- Stored data entries:
┄┄┄┄┄┄

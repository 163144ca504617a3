//! Composition of SAW normalization and TOPSIS scoring into a ranked result.

use itertools::Itertools;
use log::{info, warn};
use serde::{Deserialize, Serialize};

use crate::{saw, schema::CanonicalTable, topsis};

/// One household in the ranking output. Field names match the exported columns.
#[derive(Debug, Clone, PartialEq, Serialize, Deserialize)]
pub struct RankedRow {
    #[serde(rename = "RW")]
    pub rw: String,
    #[serde(rename = "RT")]
    pub rt: String,
    #[serde(rename = "Dusun")]
    pub dusun: String,
    #[serde(rename = "NIK")]
    pub nik: String,
    #[serde(rename = "Nama")]
    pub name: String,
    #[serde(rename = "SAW_Normalisasi_Berbobot")]
    pub saw_score: f64,
    #[serde(rename = "Nilai_TOPSIS")]
    pub topsis_score: f64,
    #[serde(rename = "Ranking")]
    pub rank: u32,
}

pub const RESULT_HEADERS: [&str; 8] = [
    "RW",
    "RT",
    "Dusun",
    "NIK",
    "Nama",
    "SAW_Normalisasi_Berbobot",
    "Nilai_TOPSIS",
    "Ranking",
];

/// Rows sorted by `Ranking` ascending.
#[derive(Debug, Clone, Default, PartialEq, Serialize, Deserialize)]
pub struct RankedResult {
    pub rows: Vec<RankedRow>,
}

impl RankedResult {
    pub fn len(&self) -> usize {
        self.rows.len()
    }

    pub fn is_empty(&self) -> bool {
        self.rows.is_empty()
    }

    pub fn iter(&self) -> impl Iterator<Item = &RankedRow> {
        self.rows.iter()
    }
}

/// Ranks a validated batch. Ties keep their input order.
pub fn rank(table: &CanonicalTable) -> RankedResult {
    if table.is_empty() {
        warn!("Ranking requested for an empty batch");
        return RankedResult::default();
    }

    let weighted = saw::weighted_matrix(&table.decision_matrix());
    let saw_scores = saw::saw_scores(&weighted);
    let closeness = topsis::closeness(&weighted);
    let ranks = topsis::min_ranks(&closeness);

    let rows = table
        .iter()
        .enumerate()
        .map(|(idx, record)| RankedRow {
            rw: record.rw.clone(),
            rt: record.rt.clone(),
            dusun: record.dusun.clone(),
            nik: record.nik.clone(),
            name: record.name.clone(),
            saw_score: saw_scores[idx],
            topsis_score: closeness[idx],
            rank: ranks[idx],
        })
        .sorted_by_key(|row| row.rank)
        .collect::<Vec<_>>();

    info!("Ranked {} household(s)", rows.len());
    RankedResult { rows }
}

#[cfg(test)]
mod tests {
    use super::*;
    use crate::schema::SubjectRecord;

    fn record(name: &str, criteria: [f64; 4]) -> SubjectRecord {
        SubjectRecord {
            rw: "1".into(),
            rt: "2".into(),
            dusun: "Krajan".into(),
            nik: "0001".into(),
            name: name.into(),
            criteria,
        }
    }

    #[test]
    fn closer_subject_to_ideal_ranks_first() {
        let table = CanonicalTable {
            records: vec![
                record("A", [2.0, 30.0, 2.0, 1.0]),
                record("B", [4.0, 50.0, 4.0, 3.0]),
            ],
        };
        let result = rank(&table);
        let names = result.iter().map(|r| r.name.as_str()).collect::<Vec<_>>();
        assert_eq!(names, vec!["B", "A"]);
        assert_eq!(result.rows[0].rank, 1);
        assert_eq!(result.rows[1].rank, 2);
        assert!((result.rows[0].saw_score - 0.7).abs() < 1e-12);
        assert!((result.rows[1].saw_score - 0.3).abs() < 1e-12);
    }

    #[test]
    fn identical_subjects_tie_in_input_order() {
        let table = CanonicalTable {
            records: vec![
                record("low", [1.0, 20.0, 5.0, 1.0]),
                record("twin-a", [5.0, 60.0, 1.0, 3.0]),
                record("twin-b", [5.0, 60.0, 1.0, 3.0]),
            ],
        };
        let result = rank(&table);
        let ranked = result
            .iter()
            .map(|r| (r.name.as_str(), r.rank))
            .collect::<Vec<_>>();
        assert_eq!(ranked, vec![("twin-a", 1), ("twin-b", 1), ("low", 3)]);
    }

    #[test]
    fn single_row_batch_scores_zero_and_ranks_first() {
        let table = CanonicalTable {
            records: vec![record("solo", [3.0, 45.0, 2.0, 2.0])],
        };
        let result = rank(&table);
        assert_eq!(result.len(), 1);
        assert_eq!(result.rows[0].saw_score, 0.0);
        assert_eq!(result.rows[0].topsis_score, 0.0);
        assert_eq!(result.rows[0].rank, 1);
    }

    #[test]
    fn empty_batch_yields_empty_result() {
        assert!(rank(&CanonicalTable::default()).is_empty());
    }
}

┄┄┄┄┄┄

- ABOUT THIS TASK:
A full, exact repeat of the entries above is required.

- RESULT OF THIS EXERCISE:
repository 163144ca504617a3
//! Composition of SAW normalization and TOPSIS scoring into a ranked result.

use itertools::Itertools;
use log::{info, warn};
use serde::{Deserialize, Serialize};

use crate::{saw, schema::CanonicalTable, topsis};

/// One household in the ranking output. Field names match the exported columns.
#[derive(Debug, Clone, PartialEq, Serialize, Deserialize)]
pub struct RankedRow {
    #[serde(rename = "RW")]
    pub rw: String,
    #[serde(rename = "RT")]
    pub rt: String,
    #[serde(rename = "Dusun")]
    pub dusun: String,
    #[serde(rename = "NIK")]
    pub nik: String,
    #[serde(rename = "Nama")]
    pub name: String,
    #[serde(rename = "SAW_Normalisasi_Berbobot")]
    pub saw_score: f64,
    #[serde(rename = "Nilai_TOPSIS")]
    pub topsis_score: f64,
    #[serde(rename = "Ranking")]
    pub rank: u32,
}

pub const RESULT_HEADERS: [&str; 8] = [
    "RW",
    "RT",
    "Dusun",
    "NIK",
    "Nama",
    "SAW_Normalisasi_Berbobot",
    "Nilai_TOPSIS",
    "Ranking",
];

/// Rows sorted by `Ranking` ascending.
#[derive(Debug, Clone, Default, PartialEq, Serialize, Deserialize)]
pub struct RankedResult {
    pub rows: Vec<RankedRow>,
}

impl RankedResult {
    pub fn len(&self) -> usize {
        self.rows.len()
    }

    pub fn is_empty(&self) -> bool {
        self.rows.is_empty()
    }

    pub fn iter(&self) -> impl Iterator<Item = &RankedRow> {
        self.rows.iter()
    }
}

/// Ranks a validated batch. Ties keep their input order.
pub fn rank(table: &CanonicalTable) -> RankedResult {
    if table.is_empty() {
        warn!("Ranking requested for an empty batch");
        return RankedResult::default();
    }

    let weighted = saw::weighted_matrix(&table.decision_matrix());
    let saw_scores = saw::saw_scores(&weighted);
    let closeness = topsis::closeness(&weighted);
    let ranks = topsis::min_ranks(&closeness);

    let rows = table
        .iter()
        .enumerate()
        .map(|(idx, record)| RankedRow {
            rw: record.rw.clone(),
            rt: record.rt.clone(),
            dusun: record.dusun.clone(),
            nik: record.nik.clone(),
            name: record.name.clone(),
            saw_score: saw_scores[idx],
            topsis_score: closeness[idx],
            rank: ranks[idx],
        })
        .sorted_by_key(|row| row.rank)
        .collect::<Vec<_>>();

    info!("Ranked {} household(s)", rows.len());
    RankedResult { rows }
}

#[cfg(test)]
mod tests {
    use super::*;
    use crate::schema::SubjectRecord;

    fn record(name: &str, criteria: [f64; 4]) -> SubjectRecord {
        SubjectRecord {
            rw: "1".into(),
            rt: "2".into(),
            dusun: "Krajan".into(),
            nik: "0001".into(),
            name: name.into(),
            criteria,
        }
    }

    #[test]
    fn closer_subject_to_ideal_ranks_first() {
        let table = CanonicalTable {
            records: vec![
                record("A", [2.0, 30.0, 2.0, 1.0]),
                record("B", [4.0, 50.0, 4.0, 3.0]),
            ],
        };
        let result = rank(&table);
        let names = result.iter().map(|r| r.name.as_str()).collect::<Vec<_>>();
        assert_eq!(names, vec!["B", "A"]);
        assert_eq!(result.rows[0].rank, 1);
        assert_eq!(result.rows[1].rank, 2);
        assert!((result.rows[0].saw_score - 0.7).abs() < 1e-12);
        assert!((result.rows[1].saw_score - 0.3).abs() < 1e-12);
    }

    #[test]
    fn identical_subjects_tie_in_input_order() {
        let table = CanonicalTable {
            records: vec![
                record("low", [1.0, 20.0, 5.0, 1.0]),
                record("twin-a", [5.0, 60.0, 1.0, 3.0]),
                record("twin-b", [5.0, 60.0, 1.0, 3.0]),
            ],
        };
        let result = rank(&table);
        let ranked = result
            .iter()
            .map(|r| (r.name.as_str(), r.rank))
            .collect::<Vec<_>>();
        assert_eq!(ranked, vec![("twin-a", 1), ("twin-b", 1), ("low", 3)]);
    }

    #[test]
    fn single_row_batch_scores_zero_and_ranks_first() {
        let table = CanonicalTable {
            records: vec![record("solo", [3.0, 45.0, 2.0, 2.0])],
        };
        let result = rank(&table);
        assert_eq!(result.len(), 1);
        assert_eq!(result.rows[0].saw_score, 0.0);
        assert_eq!(result.rows[0].topsis_score, 0.0);
        assert_eq!(result.rows[0].rank, 1);
    }

    #[test]
    fn empty_batch_yields_empty_result() {
        assert!(rank(&CanonicalTable::default()).is_empty());
    }
}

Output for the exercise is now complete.